ケンモチ:そうですね。いくつか候補がある中で、歌詞が出そうだなって思ったのが聖徳太子だったんですよね。
詩羽:いい感じの後付けの理由、考えといたほうがいいですよ。
ケンモチ:たしかに。
詩羽:(笑)。


ケンモチ:ポセイドンが海鮮丼屋をやろうとしてる曲も考えていたんですけど、職業ネタはもうけっこうもうやってるなと思って。一回ちょっとそういうのは置いとこうと思った時に、聖徳太子の10人の相談を一度に聞き分けたエピソードを思い出して。そのすごさが際立ってるけど、「なんでそもそも一気に10人も喋りだすの?」「順番守ればいいのになあ」という切り口で1曲書けそうと思って、今回、聖徳太子を選んだという感じですかね。
――歌詞の1行目<あなたの声しか聞けないわ>だけ見ると、ラブソングのように聴こえますよね。
ケンモチ:そうですね。その部分だけ聴くとラブソングなのかなと思うけど、その後の〈なんで順番守らないかな〉で「あれ?おかしいな」となって、で、曲のタイトルを見たら「聖徳太子」であるという。そういうちょっとした引っ掛けがあったほうが面白いかなとは思いました。「エジソン」がヒットした時に、やっぱ1行目というか、曲が始まって一番最初に耳に入る言葉がけっこう重要なんだなって今更ながらに気が付いて。今回は曲を作り始めた時に〈あなたの声しか聞けないわ〉がすぐに思い付いて、この1行から始めたいなと思ってましたね。
――詩羽さんは、レコーディングの前に歌詞を読み込むタイプですか?それとも、レコーディングの場のフィーリングを大事にするタイプですか?
詩羽:読み込むかな? 読み込まないですね(笑)。
ケンモチ:読み込むほどの深みはない(笑)。
詩羽:読み込んでも、一発目に受け取る感覚以上のものはないと思うので。レコーディングの時は、歌詞の意味よりも音の感じを踏まえて、ここはちょっと切ない感じに歌おうかなとか、逆に<飛鳥時代飛鳥時代>の部分はもうちょっとおちゃらけた声質にしてみようかなとか、そういうのは考えたりしますかね。

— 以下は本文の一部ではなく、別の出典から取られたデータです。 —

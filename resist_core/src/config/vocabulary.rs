//! Parser vocabulary: keywords, indicator phrases and tier markers

use super::ConfigError;
use serde::{Deserialize, Serialize};

/// Words that recognize one resistance category on a line
#[derive(Debug, Clone, PartialEq, Eq, Serialize, Deserialize)]
pub struct CategoryPhrases {
    /// Presence of this word classifies the line
    pub keyword: String,
    /// Phrases that end the attribute list, tried in order
    pub indicators: Vec<String>,
}

impl CategoryPhrases {
    pub fn new(keyword: &str, indicators: &[&str]) -> Self {
        CategoryPhrases {
            keyword: keyword.to_string(),
            indicators: indicators.iter().map(|s| s.to_string()).collect(),
        }
    }

    /// Text preceding the first indicator phrase found on the line
    ///
    /// Falls back to the whole line when no indicator occurs.
    pub fn attribute_part<'a>(&self, line: &'a str) -> &'a str {
        self.indicators
            .iter()
            .filter(|phrase| !phrase.is_empty())
            .find_map(|phrase| line.find(phrase.as_str()).map(|idx| &line[..idx]))
            .unwrap_or(line)
    }

    fn validate(&self, category: &str) -> Result<(), ConfigError> {
        if self.keyword.trim().is_empty() {
            return Err(ConfigError::ValidationError(format!(
                "{} keyword must not be empty",
                category
            )));
        }
        if self.indicators.iter().any(|p| p.trim().is_empty()) {
            return Err(ConfigError::ValidationError(format!(
                "{} indicator phrases must not be empty",
                category
            )));
        }
        Ok(())
    }
}

/// Parenthetical suffixes that gate an entry on the resistance tier
#[derive(Debug, Clone, PartialEq, Eq, Serialize, Deserialize)]
pub struct TierMarkers {
    #[serde(default = "default_strong_marker")]
    pub strong: String,
    #[serde(default = "default_strongest_marker")]
    pub strongest: String,
}

impl Default for TierMarkers {
    fn default() -> Self {
        TierMarkers {
            strong: default_strong_marker(),
            strongest: default_strongest_marker(),
        }
    }
}

fn default_strong_marker() -> String {
    "（強の場合）".to_string()
}
fn default_strongest_marker() -> String {
    "（最強の場合）".to_string()
}

/// Everything the resistance text parser matches against
#[derive(Debug, Clone, PartialEq, Eq, Serialize, Deserialize)]
pub struct ParserVocabulary {
    #[serde(default = "default_weak")]
    pub weak: CategoryPhrases,
    #[serde(default = "default_half")]
    pub half: CategoryPhrases,
    #[serde(default = "default_null")]
    pub null: CategoryPhrases,
    #[serde(default)]
    pub markers: TierMarkers,
    /// Connector glyphs between attribute names
    #[serde(default = "default_delimiters")]
    pub delimiters: Vec<char>,
}

impl Default for ParserVocabulary {
    fn default() -> Self {
        ParserVocabulary {
            weak: default_weak(),
            half: default_half(),
            null: default_null(),
            markers: TierMarkers::default(),
            delimiters: default_delimiters(),
        }
    }
}

fn default_weak() -> CategoryPhrases {
    CategoryPhrases::new("弱い", &["に弱い", "が弱い"])
}
fn default_half() -> CategoryPhrases {
    CategoryPhrases::new("半減", &["を半減", "が半減"])
}
fn default_null() -> CategoryPhrases {
    CategoryPhrases::new("無効", &["を無効", "が無効"])
}
fn default_delimiters() -> Vec<char> {
    vec!['・', '･']
}

impl ParserVocabulary {
    pub fn validate(&self) -> Result<(), ConfigError> {
        self.weak.validate("weak")?;
        self.half.validate("half")?;
        self.null.validate("null")?;
        if self.markers.strong.trim().is_empty() || self.markers.strongest.trim().is_empty() {
            return Err(ConfigError::ValidationError(
                "tier markers must not be empty".to_string(),
            ));
        }
        if self.delimiters.is_empty() {
            return Err(ConfigError::ValidationError(
                "at least one attribute delimiter is required".to_string(),
            ));
        }
        if self.delimiters.iter().any(|c| c.is_whitespace()) {
            return Err(ConfigError::ValidationError(
                "whitespace cannot be used as an attribute delimiter".to_string(),
            ));
        }
        Ok(())
    }
}
//! Prelude module for convenient imports
//!
//! ```rust
//! use resist_core::prelude::*;
//! ```

// Core types
pub use crate::types::{AnalysisEntry, ResistanceTier, TaggedAttribute, TierMarker, Verdict};

// Parsing
pub use crate::parser::{parse, ParsedResistance, ResistanceTextParser};

// Analysis
pub use crate::analysis::{
    analyze, analyze_single, resolve_verdict, Analysis, EffectivenessReport, IneffectiveClass,
    SingleAnalysis, TierEffectivenessAnalyzer,
};

// Catalogs and config
pub use crate::catalog::{Creature, CreatureCatalog};
pub use crate::config::{AnalyzerConfig, AttributeCatalog};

――それは、これまでの2年間の水カンの楽曲のレコーディングでも同じですか?
詩羽:基本的に歌詞は読み込まないです。
ケンモチ:(笑)。
詩羽:ファンの方たちが、「きっとこの歌詞はこういう意味なんだろう」とか、「きっとケンモチさんはこういうことが言いたいんだろう」とか、いろんなふうに解釈を広げてくれて、それによってさらに曲の良さが出てくることがすごい多いなと思ってて。ただ、曲を作る時点では本当に単純なことをしているだけというか、私自身、歌詞を読み込んで、ここをこう思ってもらおうとか、そういう意志は入れてないんですよね。パッと受け取ったものを、本当にそのままパッと口から出してるみたいな感じなんじゃないかな?